CORAL EVIDENCE FOR ABRUPT CHANGES IN OCEAN-ATMOSPHERE DYNAMICS IN THE WESTERN PACIFIC SINCE 1565 AD
We present multi-proxy palaeoenvironmental records from eight massive Porites coral colonies, spanning 120 to 420 years of continuous growth, collected from the central Great Barrier Reef, Australia. Stable isotopes (d18O and d13C), Sr/Ca, U/Ca and Ba/Ca ratios were measured in 5-year increments. By replicating the measurements between colonies we demonstrate how faithfully corals record changes in their environment over decadal-to-centennial timescales. We construct composite records in a manner analogous to dendrochronology and confidence intervals for each proxy.

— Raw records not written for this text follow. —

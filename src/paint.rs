use crate::{Controller, Pos2};

/// Pointer input sampled once per frame
#[derive(Debug, Clone, Copy, Default, PartialEq, Eq)]
pub struct PointerState {
    /// Board cell under the pointer; may be outside the board
    pub cell: Pos2,
    /// Primary button held: paint live cells
    pub primary: bool,
    /// Secondary button held: paint dead cells
    pub secondary: bool,
}

impl PointerState {
    /// The state a stroke paints with, if any button is held
    ///
    /// The primary button wins when both are held.
    pub fn paint_state(&self) -> Option<bool> {
        match (self.primary, self.secondary) {
            (true, _) => Some(true),
            (false, true) => Some(false),
            (false, false) => None,
        }
    }
}

/// A drag-to-draw stroke carried from frame to frame
///
/// Each frame, the segment from the previously picked cell to the currently
/// picked one is painted, so fast pointer motion still leaves a continuous
/// line. Painting only happens while the simulation is paused.
#[derive(Debug, Clone, Copy, Default)]
pub struct Stroke {
    previous: Option<Pos2>,
    active: bool,
}

impl Stroke {
    /// Applies one frame of pointer input to the controller's board
    ///
    /// Returns whether any cells were painted.
    pub fn apply(&mut self, pointer: &PointerState, controller: &mut Controller) -> bool {
        let current = pointer.cell;
        let from = self.previous.unwrap_or(current);
        self.previous = Some(current);

        self.active = false;
        if !controller.is_paused() {
            return false;
        }
        let Some(state) = pointer.paint_state() else {
            return false;
        };

        controller.board_mut().set_line(from, current, state);
        self.active = true;
        true
    }

    /// Whether the last applied frame painted
    #[inline]
    pub fn is_active(&self) -> bool {
        self.active
    }

    /// The cell picked in the last applied frame
    #[inline]
    pub fn previous(&self) -> Option<Pos2> {
        self.previous
    }
}

#[cfg(test)]
mod tests {
    use super::*;
    use crate::Board;

    fn pos(x: i32, y: i32) -> Pos2 {
        Pos2 { x, y }
    }

    fn pointer(x: i32, y: i32, primary: bool, secondary: bool) -> PointerState {
        PointerState {
            cell: pos(x, y),
            primary,
            secondary,
        }
    }

    fn alive(controller: &Controller) -> Vec<Pos2> {
        controller.board().iter_alive().collect()
    }

    #[test]
    fn first_frame_paints_single_cell() {
        let mut controller = Controller::new(Board::new(10, 10));
        let mut stroke = Stroke::default();

        assert!(stroke.apply(&pointer(4, 4, true, false), &mut controller));
        assert_eq!(alive(&controller), vec![pos(4, 4)]);
    }

    #[test]
    fn drag_connects_consecutive_frames() {
        let mut controller = Controller::new(Board::new(10, 10));
        let mut stroke = Stroke::default();

        stroke.apply(&pointer(1, 3, false, false), &mut controller);
        stroke.apply(&pointer(1, 3, true, false), &mut controller);
        stroke.apply(&pointer(6, 3, true, false), &mut controller);

        assert_eq!(alive(&controller), (1..=6).map(|x| pos(x, 3)).collect::<Vec<_>>());
        assert!(stroke.is_active());
    }

    #[test]
    fn secondary_button_erases() {
        let mut controller = Controller::new(Board::from_alive(10, 1, (0..10).map(|x| pos(x, 0))));
        let mut stroke = Stroke::default();

        stroke.apply(&pointer(2, 0, false, true), &mut controller);
        stroke.apply(&pointer(4, 0, false, true), &mut controller);

        assert_eq!(
            alive(&controller),
            [0, 1, 5, 6, 7, 8, 9].map(|x| pos(x, 0)).to_vec()
        );
    }

    #[test]
    fn no_button_paints_nothing_but_tracks_pointer() {
        let mut controller = Controller::new(Board::new(10, 10));
        let mut stroke = Stroke::default();

        assert!(!stroke.apply(&pointer(2, 2, false, false), &mut controller));
        assert_eq!(controller.board().alive_count(), 0);
        assert_eq!(stroke.previous(), Some(pos(2, 2)));
        assert!(!stroke.is_active());
    }

    #[test]
    fn running_simulation_blocks_painting() {
        let mut controller = Controller::new(Board::new(10, 10));
        controller.resume();
        let mut stroke = Stroke::default();

        assert!(!stroke.apply(&pointer(2, 2, true, false), &mut controller));
        assert_eq!(controller.board().alive_count(), 0);

        // the pick is still tracked so a pause resumes from here
        controller.pause();
        stroke.apply(&pointer(4, 2, true, false), &mut controller);
        assert_eq!(alive(&controller), vec![pos(2, 2), pos(3, 2), pos(4, 2)]);
    }

    #[test]
    fn primary_wins_over_secondary() {
        assert_eq!(pointer(0, 0, true, true).paint_state(), Some(true));
        assert_eq!(pointer(0, 0, false, true).paint_state(), Some(false));
        assert_eq!(pointer(0, 0, false, false).paint_state(), None);
    }
}
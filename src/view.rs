//! Read-only view of the simulation for renderers.

use crate::{Board, Camera, Pos2, Vec2, camera::is_on_board};

/// A color with components in `0.0..=1.0`
#[derive(Debug, Clone, Copy, PartialEq)]
pub struct Rgb {
    pub r: f32,
    pub g: f32,
    pub b: f32,
}

impl Rgb {
    pub const BLACK: Self = Self::new(0.0, 0.0, 0.0);
    pub const WHITE: Self = Self::new(1.0, 1.0, 1.0);
    /// Area outside the board
    pub const BACKGROUND: Self = Self::new(0.2, 0.2, 0.2);

    pub const fn new(r: f32, g: f32, b: f32) -> Self {
        Self { r, g, b }
    }

    /// Linear interpolation, `t = 0` is `self` and `t = 1` is `other`
    pub fn lerp(self, other: Self, t: f32) -> Self {
        Self {
            r: self.r + (other.r - self.r) * t,
            g: self.g + (other.g - self.g) * t,
            b: self.b + (other.b - self.b) * t,
        }
    }

    /// Components scaled to bytes, clamped into range
    pub fn to_bytes(self) -> [u8; 3] {
        [self.r, self.g, self.b].map(|c| (c.clamp(0.0, 1.0) * 255.0).round() as u8)
    }
}

/// Per-frame view state owned by the host, never by the simulation
#[derive(Debug, Clone, PartialEq)]
pub struct RenderSettings {
    /// Side length of one cell in world units
    pub cell_size: f32,
    /// Color at the board's left edge
    pub gradient_left: Rgb,
    /// Color at the board's right edge
    pub gradient_right: Rgb,
    /// The hovered cell, when the pointer is over the board
    pub highlight: Option<Pos2>,
}

impl Default for RenderSettings {
    fn default() -> Self {
        Self {
            cell_size: 5.0,
            gradient_left: Rgb::new(1.0, 0.0, 1.0),
            gradient_right: Rgb::new(1.0, 1.0, 0.0),
            highlight: None,
        }
    }
}

impl RenderSettings {
    /// Updates the highlight for the pointer at `local`
    ///
    /// Returns the picked cell, which is reported even when off the board.
    pub fn hover(&mut self, camera: &Camera, board: &Board, local: Vec2) -> Pos2 {
        let world = camera.to_world(local);
        let cell = (world / self.cell_size).floor();
        self.highlight =
            is_on_board(world, board.width(), board.height(), self.cell_size).then_some(cell);
        cell
    }

    /// Gradient color at a world x coordinate on a board `board_width` cells wide
    pub fn gradient_at(&self, world_x: f32, board_width: i32) -> Rgb {
        let span = board_width as f32 * self.cell_size;
        self.gradient_left.lerp(self.gradient_right, world_x / span)
    }
}

/// What a renderer should draw at one point
#[derive(Debug, Clone, Copy, PartialEq)]
pub enum Sample {
    /// Outside the board
    OffBoard,
    Dead,
    Alive(Rgb),
    /// The hovered cell, alive or dead
    Highlighted,
}

impl Sample {
    pub fn color(self) -> Rgb {
        match self {
            Self::OffBoard => Rgb::BACKGROUND,
            Self::Dead => Rgb::BLACK,
            Self::Alive(color) => color,
            Self::Highlighted => Rgb::WHITE,
        }
    }
}

/// A live cell with the colors at its left and right edges
#[derive(Debug, Clone, Copy, PartialEq)]
pub struct CellQuad {
    pub cell: Pos2,
    /// World-space top-left corner
    pub origin: Vec2,
    pub left: Rgb,
    pub right: Rgb,
}

/// Everything a renderer may read for one frame
#[derive(Debug, Clone, Copy)]
pub struct Snapshot<'a> {
    pub board: &'a Board,
    pub camera: &'a Camera,
    pub settings: &'a RenderSettings,
}

impl<'a> Snapshot<'a> {
    pub fn new(board: &'a Board, camera: &'a Camera, settings: &'a RenderSettings) -> Self {
        Self {
            board,
            camera,
            settings,
        }
    }

    /// Size of the whole board in world units
    pub fn world_size(&self) -> Vec2 {
        Vec2 {
            x: self.board.width() as f32 * self.settings.cell_size,
            y: self.board.height() as f32 * self.settings.cell_size,
        }
    }

    /// Samples the frame at a local point, for raster renderers
    pub fn sample(&self, local: Vec2) -> Sample {
        let world = self.camera.to_world(local);
        let (w, h) = (self.board.width(), self.board.height());
        if !is_on_board(world, w, h, self.settings.cell_size) {
            return Sample::OffBoard;
        }

        let cell = (world / self.settings.cell_size).floor();
        if self.settings.highlight == Some(cell) {
            Sample::Highlighted
        } else if self.board.get(cell.x, cell.y) {
            Sample::Alive(self.settings.gradient_at(world.x, w))
        } else {
            Sample::Dead
        }
    }

    /// Live cells as world-space quads, for vector renderers
    pub fn cells(&self) -> impl Iterator<Item = CellQuad> + '_ {
        let size = self.settings.cell_size;
        let width = self.board.width();
        self.board.iter_alive().map(move |cell| {
            let origin = Vec2::from(cell) * size;
            CellQuad {
                cell,
                origin,
                left: self.settings.gradient_at(origin.x, width),
                right: self.settings.gradient_at(origin.x + size, width),
            }
        })
    }
}

/// Draws a [`Snapshot`] somewhere
pub trait Renderer {
    type Error;

    fn render(&mut self, snapshot: &Snapshot<'_>) -> Result<(), Self::Error>;
}
use crate::{Pos2, Vec2};

/// Smallest zoom the camera allows; [`Camera::to_world`] divides by the zoom
pub const MIN_ZOOM: f32 = 0.001;

/// Maps between local (screen) space and world (board) space
///
/// `world = (local + offset) / zoom` and `local = world * zoom - offset`.
/// The zoom is kept at or above [`MIN_ZOOM`] by every mutator.
#[derive(Debug, Clone, Copy, PartialEq)]
pub struct Camera {
    offset: Vec2,
    zoom: f32,
}

impl Default for Camera {
    fn default() -> Self {
        Self {
            offset: Vec2::ZERO,
            zoom: 1.0,
        }
    }
}

impl Camera {
    pub fn new(offset: Vec2, zoom: f32) -> Self {
        Self {
            offset,
            zoom: zoom.max(MIN_ZOOM),
        }
    }

    #[inline]
    pub fn offset(&self) -> Vec2 {
        self.offset
    }
    #[inline]
    pub fn zoom(&self) -> f32 {
        self.zoom
    }

    #[inline]
    pub fn to_world(&self, local: Vec2) -> Vec2 {
        (local + self.offset) / self.zoom
    }

    #[inline]
    pub fn to_local(&self, world: Vec2) -> Vec2 {
        world * self.zoom - self.offset
    }

    /// Changes the zoom by `delta` while keeping the world point under `anchor` in place
    pub fn zoom_at(&mut self, anchor: Vec2, delta: f32) {
        let world = self.to_world(anchor);
        self.zoom = (self.zoom + delta).max(MIN_ZOOM);
        // solve (anchor + offset) / zoom == world for offset
        self.offset = world * self.zoom - anchor;
    }

    /// Moves the camera by `delta` local units, independent of the zoom
    #[inline]
    pub fn pan(&mut self, delta: Vec2) {
        self.offset += delta;
    }

    #[inline]
    pub fn set_offset(&mut self, offset: Vec2) {
        self.offset = offset;
    }

    pub fn reset_position(&mut self) {
        self.offset = Vec2::ZERO;
    }
    pub fn reset_zoom(&mut self) {
        self.zoom = 1.0;
    }
    pub fn reset(&mut self) {
        log::debug!("camera reset from {:?} at {}x", self.offset, self.zoom);
        *self = Self::default();
    }

    /// The board cell under a local point, which may lie outside the board
    pub fn pick_cell(&self, local: Vec2, cell_size: f32) -> Pos2 {
        (self.to_world(local) / cell_size).floor()
    }
}

/// Whether a world point lies on the rendered board
///
/// This is a plain bounds check: world space does not wrap, only the board's
/// cell lookups do.
pub fn is_on_board(world: Vec2, board_width: i32, board_height: i32, cell_size: f32) -> bool {
    world.x >= 0.0
        && world.y >= 0.0
        && world.x < board_width as f32 * cell_size
        && world.y < board_height as f32 * cell_size
}

/// A drag-to-pan gesture
///
/// While active, the camera offset follows the pointer: moving the pointer
/// right by `d` local units moves the offset left by `d`, so the board
/// appears to be dragged along with it.
#[derive(Debug, Clone, Copy, Default)]
pub struct PanDrag {
    hold: Option<(Vec2, Vec2)>,
}

impl PanDrag {
    /// Starts a drag with the pointer at `local`
    pub fn begin(&mut self, camera: &Camera, local: Vec2) {
        self.hold = Some((local, camera.offset()));
    }

    /// Moves the camera for the pointer now at `local`; does nothing when inactive
    pub fn drag(&self, camera: &mut Camera, local: Vec2) {
        if let Some((hold_local, hold_offset)) = self.hold {
            camera.set_offset(hold_offset - (local - hold_local));
        }
    }

    pub fn end(&mut self) {
        self.hold = None;
    }

    #[inline]
    pub fn is_active(&self) -> bool {
        self.hold.is_some()
    }
}

#[cfg(test)]
mod tests {
    use super::*;

    const EPSILON: f32 = 1e-3;

    fn v(x: f32, y: f32) -> Vec2 {
        Vec2 { x, y }
    }

    fn cameras() -> Vec<Camera> {
        vec![
            Camera::default(),
            Camera::new(v(12.5, -40.0), 2.0),
            Camera::new(v(-300.0, 75.25), 0.25),
            Camera::new(v(0.0, 0.0), 7.5),
        ]
    }

    fn points() -> Vec<Vec2> {
        vec![v(0.0, 0.0), v(1.0, 1.0), v(512.0, 384.0), v(-20.5, 99.75)]
    }

    #[test]
    fn local_world_round_trip() {
        for camera in cameras() {
            for p in points() {
                let back = camera.to_local(camera.to_world(p));
                assert!(back.abs_diff_eq(p, EPSILON), "{camera:?}: {p:?} -> {back:?}");
            }
        }
    }

    #[test]
    fn identity_camera_maps_to_itself() {
        let camera = Camera::default();

        assert_eq!(camera.to_world(v(3.0, 4.0)), v(3.0, 4.0));
    }

    #[test]
    fn zoom_keeps_anchor_fixed() {
        for mut camera in cameras() {
            for anchor in points() {
                for delta in [0.5, -0.1, 3.0] {
                    let before = camera.to_world(anchor);
                    camera.zoom_at(anchor, delta);
                    let after = camera.to_world(anchor);

                    assert!(
                        after.abs_diff_eq(before, EPSILON * before.length().max(1.0)),
                        "{camera:?}: {before:?} -> {after:?}"
                    );
                }
            }
        }
    }

    #[test]
    fn zoom_is_clamped() {
        let mut camera = Camera::default();
        camera.zoom_at(v(10.0, 10.0), -5.0);

        assert_eq!(camera.zoom(), MIN_ZOOM);
        assert!(camera.to_world(v(10.0, 10.0)).x.is_finite());
        assert_eq!(Camera::new(Vec2::ZERO, 0.0).zoom(), MIN_ZOOM);
    }

    #[test]
    fn pan_ignores_zoom() {
        let mut camera = Camera::new(v(1.0, 2.0), 4.0);
        camera.pan(v(10.0, -2.0));

        assert_eq!(camera.offset(), v(11.0, 0.0));
        assert_eq!(camera.zoom(), 4.0);
    }

    #[test]
    fn reset_restores_identity() {
        let mut camera = Camera::new(v(5.0, 5.0), 3.0);
        camera.reset_position();
        assert_eq!(camera.offset(), Vec2::ZERO);
        assert_eq!(camera.zoom(), 3.0);

        camera.pan(v(1.0, 1.0));
        camera.reset_zoom();
        assert_eq!(camera.zoom(), 1.0);
        assert_eq!(camera.offset(), v(1.0, 1.0));

        camera.zoom_at(v(4.0, 4.0), 2.0);
        camera.reset();
        assert_eq!(camera, Camera::default());
    }

    #[test]
    fn on_board_bounds_are_half_open() {
        assert!(is_on_board(v(0.0, 0.0), 10, 5, 2.0));
        assert!(is_on_board(v(19.9, 9.9), 10, 5, 2.0));
        assert!(!is_on_board(v(20.0, 0.0), 10, 5, 2.0));
        assert!(!is_on_board(v(0.0, 10.0), 10, 5, 2.0));
        assert!(!is_on_board(v(-0.1, 3.0), 10, 5, 2.0));
    }

    #[test]
    fn pick_cell_uses_cell_size() {
        let camera = Camera::new(v(10.0, 0.0), 2.0);

        // world = (local + offset) / zoom = (15, 6)
        assert_eq!(camera.pick_cell(v(20.0, 12.0), 5.0), Pos2 { x: 3, y: 1 });
        assert_eq!(camera.pick_cell(v(-30.0, 0.0), 5.0), Pos2 { x: -2, y: 0 });
    }

    #[test]
    fn pan_drag_follows_pointer() {
        let mut camera = Camera::new(v(100.0, 50.0), 2.0);
        let mut drag = PanDrag::default();

        drag.drag(&mut camera, v(0.0, 0.0));
        assert_eq!(camera.offset(), v(100.0, 50.0), "inactive drag moved camera");

        drag.begin(&camera, v(10.0, 10.0));
        drag.drag(&mut camera, v(14.0, 7.0));
        assert_eq!(camera.offset(), v(96.0, 53.0));
        drag.drag(&mut camera, v(10.0, 10.0));
        assert_eq!(camera.offset(), v(100.0, 50.0));

        drag.end();
        assert!(!drag.is_active());
    }
}
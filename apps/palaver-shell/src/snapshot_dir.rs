//! Disk-backed snapshot store with one JSON file per record.

use std::{
    collections::BTreeMap,
    fs, io,
    path::{Path, PathBuf},
};

use serde::{Serialize, de::DeserializeOwned};
use store_core::{ChatSummary, Message, SnapshotStore, StoreError, UnreadEntry};

const CHAT_LIST_FILE: &str = "chats.json";
const MESSAGES_FILE: &str = "messages.json";
const UNREAD_FILE: &str = "unread.json";
const ACTIVE_CHAT_FILE: &str = "active-chat.json";

/// JSON-file implementation of [`SnapshotStore`].
///
/// Each of the four snapshot records lives in its own file under the data
/// dir, so a corrupt or missing record never takes the others down with it.
#[derive(Debug, Clone)]
pub struct SnapshotDir {
    root: PathBuf,
}

impl SnapshotDir {
    /// Open (and create if needed) the snapshot directory.
    pub fn new(data_dir: &Path) -> io::Result<Self> {
        fs::create_dir_all(data_dir)?;
        Ok(Self {
            root: data_dir.to_path_buf(),
        })
    }

    fn write<T: Serialize>(&self, file: &str, value: &T) -> Result<(), StoreError> {
        let encoded = serde_json::to_vec_pretty(value).map_err(|err| {
            StoreError::serialization(&err)
        })?;
        fs::write(self.root.join(file), encoded).map_err(|err| StoreError::storage(&err))
    }

    fn read<T: DeserializeOwned>(&self, file: &str) -> Result<Option<T>, StoreError> {
        let path = self.root.join(file);
        let bytes = match fs::read(&path) {
            Ok(bytes) => bytes,
            Err(err) if err.kind() == io::ErrorKind::NotFound => return Ok(None),
            Err(err) => return Err(StoreError::storage(&err)),
        };
        serde_json::from_slice(&bytes)
            .map(Some)
            .map_err(|err| StoreError::serialization(&err))
    }
}

impl SnapshotStore for SnapshotDir {
    fn save_chat_list(&mut self, chats: &[ChatSummary]) -> Result<(), StoreError> {
        self.write(CHAT_LIST_FILE, &chats)
    }

    fn save_messages(
        &mut self,
        messages: &BTreeMap<String, Vec<Message>>,
    ) -> Result<(), StoreError> {
        self.write(MESSAGES_FILE, messages)
    }

    fn save_unread(&mut self, entries: &[UnreadEntry]) -> Result<(), StoreError> {
        self.write(UNREAD_FILE, &entries)
    }

    fn save_active_chat(&mut self, chat: Option<&ChatSummary>) -> Result<(), StoreError> {
        self.write(ACTIVE_CHAT_FILE, &chat)
    }

    fn load_chat_list(&self) -> Result<Option<Vec<ChatSummary>>, StoreError> {
        self.read(CHAT_LIST_FILE)
    }

    fn load_messages(&self) -> Result<Option<BTreeMap<String, Vec<Message>>>, StoreError> {
        self.read(MESSAGES_FILE)
    }

    fn load_unread(&self) -> Result<Option<Vec<UnreadEntry>>, StoreError> {
        self.read(UNREAD_FILE)
    }

    fn load_active_chat(&self) -> Result<Option<ChatSummary>, StoreError> {
        // The file stores an Option so an explicit deselect round-trips too.
        Ok(self
            .read::<Option<ChatSummary>>(ACTIVE_CHAT_FILE)?
            .flatten())
    }
}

The coral palaeothermometers Sr/Ca and U/Ca ratios, measured in tandem with d18O, allow the separation of SST changes from changes in seawater d18O, thereby resolving SSS. The composite Sr/Ca and U/Ca are in excellent agreement back to 1565, and capture the 20th century warming trend, up to the 1980s when the cores were collected. The most remarkable feature of the 420-year record is that SSTs were consistently as warm as the second half of the 20th century from the early 18th and through most of the 19th centuries. Changes in the evaporation-precipitation balance dominate the d18O record. A striking 0.2 permil shift from the 1850s to modern values in the 1870s, indicates an abrupt freshening, which is common to coral d18O records throughout the SW Pacific. We investigate the scenario that a strengthened latitudinal temperature gradient may have prevailed during the 'Little Ice Age', with evidence for an intensified Hadley circulation impacting on evaporation rates and the surface-ocean circulation in the SW Pacific. The mid-19th century demise of the 'Little Ice Age' coincides with cooling and abrupt freshening of the SW Pacific.